The Three Words!

“Though He slay me, I will hope in Him” Job 13:15

In Hebrew, three words and an exclamation point.  Literally “! He-kills-me but I-will-wait (hope)-for-Him”   The most compact declaration of the meaning of life ever spoken by a man who knew what it meant.

What really matters to you?  What would be your last wish in front of the firing squad?  What is so crucial to you that it alone keeps you going?

We don’t get enough of Job’s theology.  Our appreciation of his story is usually limited to empathy (and fear) of his disaster.  We focus our attention on all that he lost, not what he kept.  That’s because we don’t share Job’s bookkeeping technique.  When it comes to life on planet earth, we all cook the books.  We try to keep what’s given and connive to get more.  Loss of assets, loss of health and loss of family are universally feared.  Instead of making temporary entries into our corporate ledgers, we fill the columns with permanent ink.  When a loss occurs, we have to make a red ink entry to delete it from the accumulation pile.  And that red ink makes us think that somehow what we had belonged to us.  It’s our loss and we grieve it.  We count by subtraction.  We start full and count from the top down.  But Job starts empty and counts from the bottom up.
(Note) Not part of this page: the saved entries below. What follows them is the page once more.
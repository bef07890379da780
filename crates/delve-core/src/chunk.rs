use crate::constants::{CHUNK_SIZE, EMPTY_DENSITY, SAMPLES_PER_CHUNK};
use crate::error::ChunkError;
use crate::math::{flat_index, in_chunk_bounds};
use crate::types::ChunkKey;

/// Dense cubic lattice of density samples for one chunk.
///
/// Storage is allocated lazily. Until the first `set` (or construction from
/// a generated buffer) every sample reads as [`EMPTY_DENSITY`], i.e. air.
#[derive(Debug, Clone, PartialEq)]
pub struct Chunk {
    key: ChunkKey,
    samples: Option<Box<[f32]>>,
}

impl Chunk {
    /// Create an empty chunk with no backing storage.
    pub fn new(key: ChunkKey) -> Self {
        Self { key, samples: None }
    }

    /// Wrap a generated density buffer. The buffer must hold exactly
    /// CHUNK_SIZE^3 samples in `x + y*N + z*N^2` order.
    pub fn from_samples(key: ChunkKey, samples: Vec<f32>) -> Result<Self, ChunkError> {
        if samples.len() != SAMPLES_PER_CHUNK as usize {
            return Err(ChunkError::BufferSize {
                expected: SAMPLES_PER_CHUNK as usize,
                actual: samples.len(),
            });
        }
        Ok(Self {
            key,
            samples: Some(samples.into_boxed_slice()),
        })
    }

    /// Chunk-space key of this lattice.
    pub fn key(&self) -> ChunkKey {
        self.key
    }

    /// Whether backing storage exists.
    pub fn is_allocated(&self) -> bool {
        self.samples.is_some()
    }

    /// Raw samples in flat order, or None for an unpopulated chunk.
    pub fn samples(&self) -> Option<&[f32]> {
        self.samples.as_deref()
    }

    /// Read the density at a local coordinate.
    pub fn get(&self, x: i32, y: i32, z: i32) -> Result<f32, ChunkError> {
        let idx = Self::index(x, y, z)?;
        Ok(self
            .samples
            .as_ref()
            .map_or(EMPTY_DENSITY, |samples| samples[idx]))
    }

    /// Write the density at a local coordinate, allocating on first use.
    pub fn set(&mut self, x: i32, y: i32, z: i32, value: f32) -> Result<(), ChunkError> {
        let idx = Self::index(x, y, z)?;
        let samples = self.samples.get_or_insert_with(|| {
            vec![EMPTY_DENSITY; SAMPLES_PER_CHUNK as usize].into_boxed_slice()
        });
        samples[idx] = value;
        Ok(())
    }

    /// Replace the whole lattice with a generated buffer.
    pub fn replace_samples(&mut self, samples: Vec<f32>) -> Result<(), ChunkError> {
        *self = Self::from_samples(self.key, samples)?;
        Ok(())
    }

    /// Drop backing storage, returning the chunk to its empty representation.
    pub fn clear(&mut self) {
        self.samples = None;
    }

    fn index(x: i32, y: i32, z: i32) -> Result<usize, ChunkError> {
        if !in_chunk_bounds(x, y, z) {
            return Err(ChunkError::OutOfBounds {
                x,
                y,
                z,
                size: CHUNK_SIZE,
            });
        }
        Ok(flat_index(
            x as usize,
            y as usize,
            z as usize,
            CHUNK_SIZE as usize,
        ))
    }
}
Job has a different perspective.  For Job, all the entries are in pencil, and life, God and the devil all have erasers.  With that perspective, Job confronts his total collapse as a divine recall.  Don’t get me wrong.  Job is no stoic.    He doesn’t just shrug it off as another turn of the wheel.   He is distraught.  It’s sackcloth and ashes time.  It hurts beyond description.  But it is not the end.  There is something else that anchors Job’s hold on life.  Something far deeper than possessions, health and family.  And in these three words, Job summarizes the only theology worth having.  If you know what these three words really mean, you graduate with a PhD in spiritual insight and application.  Job knows.  The last entry in the books is this:  Even if God kills me, I will still hope in Him.

The meaning of a man is determined by his hope. It is the final statement of character.  It is the last line in the epitaph.  What we are really made of, and what we really live for, is found in what we hope.  By our measures, Job was at zero.  There was nothing left except death.  Defeated.  Finished.  But Job had a three-word theology that catapulted him beyond the stars.  Job waited and hoped for God.  That was enough.

What do you wait for?  For a turn of events.  For a new beginning.  For restoration of loss.  For justice.  For reward.  For satisfaction.  For “normal”?  What you hope for fixes the final meaning of your life.  Don’t settle for too little on your books.  Only three words can’t be erased.